Researchers used super-X-ray vision to peer beneath the surface of a portrait by impressionist Edgar Degas and gaze upon the model whose likeness he painted over nearly 140 years ago, they reported Thursday.
The woman, whose image Degas turned upside down before using it as a base for a new painting, was probably Emma Dobigny — a favourite model of 19th century French artists, the team announced.
“This has been a very exciting discovery,” said David Thurrowgood, conservator at the National Gallery of Victoria, Australia, where the painting hangs.
“It is not every day that a new Degas painting is found, in this case, hidden in front of us.”
The existence of the “underpainting” has been known since about 1920.

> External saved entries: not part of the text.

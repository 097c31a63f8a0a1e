use std::io::{Read, Write};
use std::net::{Ipv4Addr, SocketAddr, TcpListener, TcpStream, ToSocketAddrs};
use std::os::fd::{AsRawFd, RawFd};

use tracing::{debug, info};

use crate::error::{Result, TransportError};

/// One established TCP tunnel connection.
///
/// The stream is non-blocking; readers see `WouldBlock` when no data is
/// available and a zero-length read when the peer is gone. There is no
/// reconnection: peer loss ends the tunnel.
pub struct TcpTunnel {
    stream: TcpStream,
    peer: SocketAddr,
}

impl TcpTunnel {
    /// Dial `host:port`, trying each resolved candidate address in order.
    pub fn connect(addr: &str) -> Result<Self> {
        let candidates = addr
            .to_socket_addrs()
            .map_err(|source| TransportError::Resolve {
                addr: addr.to_string(),
                source,
            })?;

        let mut last_err = None;
        for candidate in candidates {
            match TcpStream::connect(candidate) {
                Ok(stream) => {
                    info!(peer = %candidate, "tunnel connected");
                    return Self::from_stream(stream, candidate);
                }
                Err(err) => {
                    debug!(%candidate, %err, "connect attempt failed");
                    last_err = Some(err);
                }
            }
        }

        Err(TransportError::Connect {
            addr: addr.to_string(),
            source: last_err.unwrap_or_else(|| {
                std::io::Error::new(
                    std::io::ErrorKind::AddrNotAvailable,
                    "address resolved to no candidates",
                )
            }),
        })
    }

    fn from_stream(stream: TcpStream, peer: SocketAddr) -> Result<Self> {
        let _ = stream.set_nodelay(true);
        stream.set_nonblocking(true)?;
        Ok(Self { stream, peer })
    }

    /// Address of the remote tunnel peer.
    pub fn peer_addr(&self) -> SocketAddr {
        self.peer
    }
}

impl Read for TcpTunnel {
    fn read(&mut self, buf: &mut [u8]) -> std::io::Result<usize> {
        self.stream.read(buf)
    }
}

impl Write for TcpTunnel {
    fn write(&mut self, buf: &[u8]) -> std::io::Result<usize> {
        self.stream.write(buf)
    }

    fn flush(&mut self) -> std::io::Result<()> {
        self.stream.flush()
    }
}

impl AsRawFd for TcpTunnel {
    fn as_raw_fd(&self) -> RawFd {
        self.stream.as_raw_fd()
    }
}

impl std::fmt::Debug for TcpTunnel {
    fn fmt(&self, f: &mut std::fmt::Formatter<'_>) -> std::fmt::Result {
        f.debug_struct("TcpTunnel").field("peer", &self.peer).finish()
    }
}

/// Accepts exactly one tunnel peer.
pub struct TcpTunnelListener {
    listener: TcpListener,
    local: SocketAddr,
}

impl TcpTunnelListener {
    /// Bind the listen port on all interfaces.
    pub fn bind(port: u16) -> Result<Self> {
        let listener = TcpListener::bind((Ipv4Addr::UNSPECIFIED, port))
            .map_err(|source| TransportError::Bind { port, source })?;
        let local = listener.local_addr().map_err(TransportError::Io)?;
        info!(%local, "listening for tunnel peer");
        Ok(Self { listener, local })
    }

    /// The bound address (useful when port 0 was requested).
    pub fn local_addr(&self) -> SocketAddr {
        self.local
    }

    /// Block until one peer connects, then close the listener.
    ///
    /// The single accepted connection is the tunnel for the rest of the
    /// process lifetime.
    pub fn accept_one(self) -> Result<TcpTunnel> {
        let (stream, peer) = self.listener.accept().map_err(TransportError::Accept)?;
        info!(%peer, "tunnel peer connected");
        TcpTunnel::from_stream(stream, peer)
    }
}

#[cfg(test)]
mod tests {
    use std::io::ErrorKind;

    use super::*;

    #[test]
    fn connect_and_accept_loopback() {
        let listener = TcpTunnelListener::bind(0).unwrap();
        let addr = format!("127.0.0.1:{}", listener.local_addr().port());

        let dialer = std::thread::spawn(move || TcpTunnel::connect(&addr).unwrap());
        let mut server = listener.accept_one().unwrap();
        let mut client = dialer.join().unwrap();

        client.write_all(b"ping").unwrap();
        let mut buf = [0u8; 4];
        // Non-blocking: spin until the bytes arrive.
        loop {
            match server.read(&mut buf) {
                Ok(4) => break,
                Ok(n) => panic!("short read: {n}"),
                Err(err) if err.kind() == ErrorKind::WouldBlock => continue,
                Err(err) => panic!("read failed: {err}"),
            }
        }
        assert_eq!(&buf, b"ping");
    }

    #[test]
    fn accepted_stream_is_non_blocking() {
        let listener = TcpTunnelListener::bind(0).unwrap();
        let addr = format!("127.0.0.1:{}", listener.local_addr().port());

        let dialer = std::thread::spawn(move || TcpTunnel::connect(&addr).unwrap());
        let mut server = listener.accept_one().unwrap();
        let _client = dialer.join().unwrap();

        let mut buf = [0u8; 1];
        let err = server.read(&mut buf).unwrap_err();
        assert_eq!(err.kind(), ErrorKind::WouldBlock);
    }

    #[test]
    fn connect_refused_reports_connect_error() {
        // Bind then drop to find a port that refuses connections.
        let port = {
            let probe = TcpListener::bind((Ipv4Addr::LOCALHOST, 0)).unwrap();
            probe.local_addr().unwrap().port()
        };
        let err = TcpTunnel::connect(&format!("127.0.0.1:{port}")).unwrap_err();
        assert!(matches!(err, TransportError::Connect { .. }));
    }

    #[test]
    fn unresolvable_host_reports_resolve_error() {
        let err = TcpTunnel::connect("definitely-not-a-host.invalid:60001").unwrap_err();
        assert!(matches!(err, TransportError::Resolve { .. }));
    }

    #[test]
    fn peer_disconnect_reads_zero() {
        let listener = TcpTunnelListener::bind(0).unwrap();
        let addr = format!("127.0.0.1:{}", listener.local_addr().port());

        let dialer = std::thread::spawn(move || TcpTunnel::connect(&addr).unwrap());
        let mut server = listener.accept_one().unwrap();
        let client = dialer.join().unwrap();
        drop(client);

        let mut buf = [0u8; 1];
        loop {
            match server.read(&mut buf) {
                Ok(0) => break,
                Ok(n) => panic!("unexpected data: {n}"),
                Err(err) if err.kind() == ErrorKind::WouldBlock => continue,
                Err(err) => panic!("read failed: {err}"),
            }
        }
    }
}
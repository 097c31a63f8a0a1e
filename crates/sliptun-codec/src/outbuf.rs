use bytes::BytesMut;

use crate::error::{CodecError, Result};
use crate::slip::encode_frame;

/// Single-slot queue for one encoded frame awaiting drain to the line.
///
/// `begin`/`end` cursors support partial-write resumption: the consumer
/// writes whatever the transport accepts and advances `begin`; both cursors
/// reset to zero once the frame is fully drained. A new frame may only be
/// queued while the buffer is empty — this is the entire backpressure
/// mechanism between tunnel input and serial output.
#[derive(Debug, Default)]
pub struct OutputBuffer {
    buf: BytesMut,
    begin: usize,
    end: usize,
}

impl OutputBuffer {
    pub fn new() -> Self {
        Self::default()
    }

    pub fn is_empty(&self) -> bool {
        self.begin == self.end
    }

    /// Encode `payload` into the slot.
    ///
    /// Fails with [`CodecError::Busy`] while a previous frame is still
    /// draining.
    pub fn queue(&mut self, payload: &[u8]) -> Result<()> {
        if !self.is_empty() {
            return Err(CodecError::Busy);
        }
        self.buf.clear();
        encode_frame(payload, &mut self.buf)?;
        self.begin = 0;
        self.end = self.buf.len();
        Ok(())
    }

    /// The undrained portion of the pending frame.
    pub fn pending(&self) -> &[u8] {
        &self.buf[self.begin..self.end]
    }

    /// Record that `n` pending bytes were written to the transport.
    pub fn consume(&mut self, n: usize) {
        self.begin = (self.begin + n).min(self.end);
        if self.begin == self.end {
            self.begin = 0;
            self.end = 0;
        }
    }
}

#[cfg(test)]
mod tests {
    use super::*;
    use crate::slip::{END, ESC, ESC_END};

    #[test]
    fn queue_encodes_and_pending_exposes_wire_bytes() {
        let mut outbuf = OutputBuffer::new();
        outbuf.queue(&[b'h', b'i', END]).unwrap();
        assert_eq!(outbuf.pending(), &[b'h', b'i', ESC, ESC_END, END]);
    }

    #[test]
    fn starts_empty() {
        let outbuf = OutputBuffer::new();
        assert!(outbuf.is_empty());
        assert!(outbuf.pending().is_empty());
    }

    #[test]
    fn second_queue_while_draining_is_rejected() {
        let mut outbuf = OutputBuffer::new();
        outbuf.queue(b"one").unwrap();
        let err = outbuf.queue(b"two").unwrap_err();
        assert!(matches!(err, CodecError::Busy));
        // The pending frame is untouched.
        assert_eq!(outbuf.pending(), &[b'o', b'n', b'e', END]);
    }

    #[test]
    fn partial_consume_advances_then_resets() {
        let mut outbuf = OutputBuffer::new();
        outbuf.queue(b"abcd").unwrap();

        outbuf.consume(2);
        assert_eq!(outbuf.pending(), &[b'c', b'd', END]);
        assert!(!outbuf.is_empty());

        outbuf.consume(3);
        assert!(outbuf.is_empty());

        // Cursors reset: the slot is reusable.
        outbuf.queue(b"x").unwrap();
        assert_eq!(outbuf.pending(), &[b'x', END]);
    }

    #[test]
    fn consume_is_clamped_to_pending() {
        let mut outbuf = OutputBuffer::new();
        outbuf.queue(b"z").unwrap();
        outbuf.consume(100);
        assert!(outbuf.is_empty());
    }

    #[test]
    fn empty_payload_queues_bare_delimiter() {
        let mut outbuf = OutputBuffer::new();
        outbuf.queue(b"").unwrap();
        assert_eq!(outbuf.pending(), &[END]);
        outbuf.consume(1);
        assert!(outbuf.is_empty());
    }

    #[test]
    fn oversized_payload_leaves_buffer_empty() {
        let mut outbuf = OutputBuffer::new();
        let payload = vec![0u8; crate::slip::MAX_FRAME + 1];
        let err = outbuf.queue(&payload).unwrap_err();
        assert!(matches!(err, CodecError::FrameTooLarge { .. }));
        assert!(outbuf.is_empty());
    }
}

A vague, ghostly figure has been slowly emerging, spreading an increasingly dark stain over the face of the model that replaced her.
Enter the Australian Synchrotron in Victoria
But previous attempts to glean something about the jilted original yielded little more than a faint outline.
The hidden image “has long been considered to be indecipherable” without damaging the surface painting, the research team wrote in the journal Scientific Reports.
Enter the Australian Synchrotron in Victoria, a particle accelerator which generates radiation for high-resolution imaging in research, therapy, or forensic analysis.
The light it produces “is a million times brighter than the Sun, many orders of magnitude greater in power and intensity compared to standard, hospital-like X-rays,” synchrotron scientist and study co-author Daryl Howard told AFP.
“Because of the brilliant light, we are able to reveal unprecedented structural detail of any material”.
Using a technique called X-ray fluorescence, the team became the first people since Degas to gaze upon his model’s face.
Comparing the image to other paintings, they concluded it was likely “a previously unknown portrait of the model Emma Dobigny.”
Dobigny, whose real name was Marie Emma Thuilleux, modelled for Degas in 1869 and 1870 when she was about 16.